Background

Most single nucleotide polymorphisms (SNPs) associated with disease traits by genome-wide association studies (GWAS) are in non-coding regions of the genome. One way in which these SNPs may influence disease risk is via effects on expression of nearby genes as expression quantitative trait loci (eQTL). Public resources such as the Genotype-Tissue Expression (GTEx) Project allow scientists to easily query large datasets from multiple tissues from humans without disease for eQTL relationships between SNP variants and specific RNA transcripts in various organ tissues from healthy individuals. However, in many cases, investigators may want to understand whether an eQTL relationship extends to specific tissues from specific individuals; for example, either in tissues not queried by these databases or in individuals with a disease condition.

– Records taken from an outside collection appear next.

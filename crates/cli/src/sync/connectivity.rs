// SPDX-License-Identifier: MIT
// Copyright (c) 2026 Alfred Jean LLC

//! Connectivity monitor.
//!
//! Mirrors the platform's online/offline signal and notifies subscribers of
//! transitions. The platform (or the heartbeat standing in for it) pushes
//! state changes through [`ConnectivityMonitor::set_online`]; the monitor
//! never polls on its own and does not debounce, so every transition produces
//! exactly one notification per subscriber.

use std::panic::{catch_unwind, AssertUnwindSafe};
use std::sync::atomic::{AtomicBool, Ordering};
use std::sync::{Arc, Mutex, MutexGuard, PoisonError, Weak};

use aqua_core::bus::describe_panic;

/// Callback invoked with the new state on every transition.
pub type ConnectionCallback = Arc<dyn Fn(bool) + Send + Sync>;

#[derive(Default)]
struct Listeners {
    next_id: u64,
    entries: Vec<(u64, ConnectionCallback)>,
}

fn lock(listeners: &Mutex<Listeners>) -> MutexGuard<'_, Listeners> {
    listeners.lock().unwrap_or_else(PoisonError::into_inner)
}

/// Tracks whether the host is online and fans transitions out to subscribers.
pub struct ConnectivityMonitor {
    online: AtomicBool,
    listeners: Arc<Mutex<Listeners>>,
}

impl ConnectivityMonitor {
    /// Create a monitor starting in the given state.
    pub fn new(online: bool) -> Self {
        ConnectivityMonitor {
            online: AtomicBool::new(online),
            listeners: Arc::new(Mutex::new(Listeners::default())),
        }
    }

    /// Current connectivity as last reported by the platform.
    pub fn is_online(&self) -> bool {
        self.online.load(Ordering::SeqCst)
    }

    /// Register `callback` to run on every transition.
    ///
    /// Dropping the returned [`Subscription`] leaves the callback registered;
    /// call [`Subscription::unsubscribe`] to remove it.
    pub fn on_connection_change<F>(&self, callback: F) -> Subscription
    where
        F: Fn(bool) + Send + Sync + 'static,
    {
        let mut listeners = lock(&self.listeners);
        let id = listeners.next_id;
        listeners.next_id += 1;
        listeners.entries.push((id, Arc::new(callback)));

        Subscription {
            id,
            listeners: Arc::downgrade(&self.listeners),
        }
    }

    /// Report the platform state.
    ///
    /// Returns `true` if this was a transition. Subscribers are notified in
    /// registration order only on transitions; repeating the current state is
    /// a no-op. A subscriber that panics is logged and skipped.
    pub fn set_online(&self, online: bool) -> bool {
        if self.online.swap(online, Ordering::SeqCst) == online {
            return false;
        }

        tracing::info!(online, "connectivity changed");

        let snapshot: Vec<ConnectionCallback> = lock(&self.listeners)
            .entries
            .iter()
            .map(|(_, cb)| Arc::clone(cb))
            .collect();

        for callback in snapshot {
            if let Err(panic) = catch_unwind(AssertUnwindSafe(|| callback(online))) {
                tracing::error!(
                    online,
                    "connectivity subscriber panicked: {}",
                    describe_panic(&*panic)
                );
            }
        }
        true
    }

    /// Number of registered subscribers.
    pub fn subscriber_count(&self) -> usize {
        lock(&self.listeners).entries.len()
    }
}

impl Default for ConnectivityMonitor {
    /// Starts offline until the platform reports otherwise.
    fn default() -> Self {
        Self::new(false)
    }
}

/// Handle to one [`ConnectivityMonitor`] registration.
pub struct Subscription {
    id: u64,
    listeners: Weak<Mutex<Listeners>>,
}

impl Subscription {
    /// Remove exactly this registration, leaving others intact.
    pub fn unsubscribe(self) {
        if let Some(listeners) = self.listeners.upgrade() {
            lock(&listeners).entries.retain(|(id, _)| *id != self.id);
        }
    }
}

#[cfg(test)]
#[path = "connectivity_tests.rs"]
mod tests;
// SPDX-License-Identifier: MIT
// Copyright (c) 2026 Alfred Jean LLC

use std::io::Write;

fn main() -> Result<(), Box<dyn std::error::Error>> {
    let out_dir = std::env::var("OUT_DIR")?;
    let path = std::path::Path::new(&out_dir).join("env_vars.rs");
    let mut f = std::fs::File::create(path)?;

    let vars = [("AQUA_CONFIG", "AQUA_CONFIG"), ("AQUA_TOKEN", "AQUA_TOKEN")];

    for (const_name, env_name) in &vars {
        writeln!(f, "pub const {const_name}: &str = \"{env_name}\";")?;
    }

    Ok(())
}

Because the mechanistic basis for many eQTL effects is allele-specific expression (ASE), we developed a protocol for assaying ASE in brain tissue from human subjects with Parkinson’s disease (PD) who are heterozygous for the eQTL SNP in question, affecting the target gene GPNMB. This protocol builds on the ASE method described by Mayba et al. (2014) by enriching for the desired transcripts via an RNA CaptureSeq (Mercer et al., 2014) step and by adapting the protocol to assay human brain tissue as opposed to cultured cells. Furthermore, our protocol can be adapted to multiple complex traits and tissues to advance our mechanistic understanding of many non-coding risk variants with eQTL effects.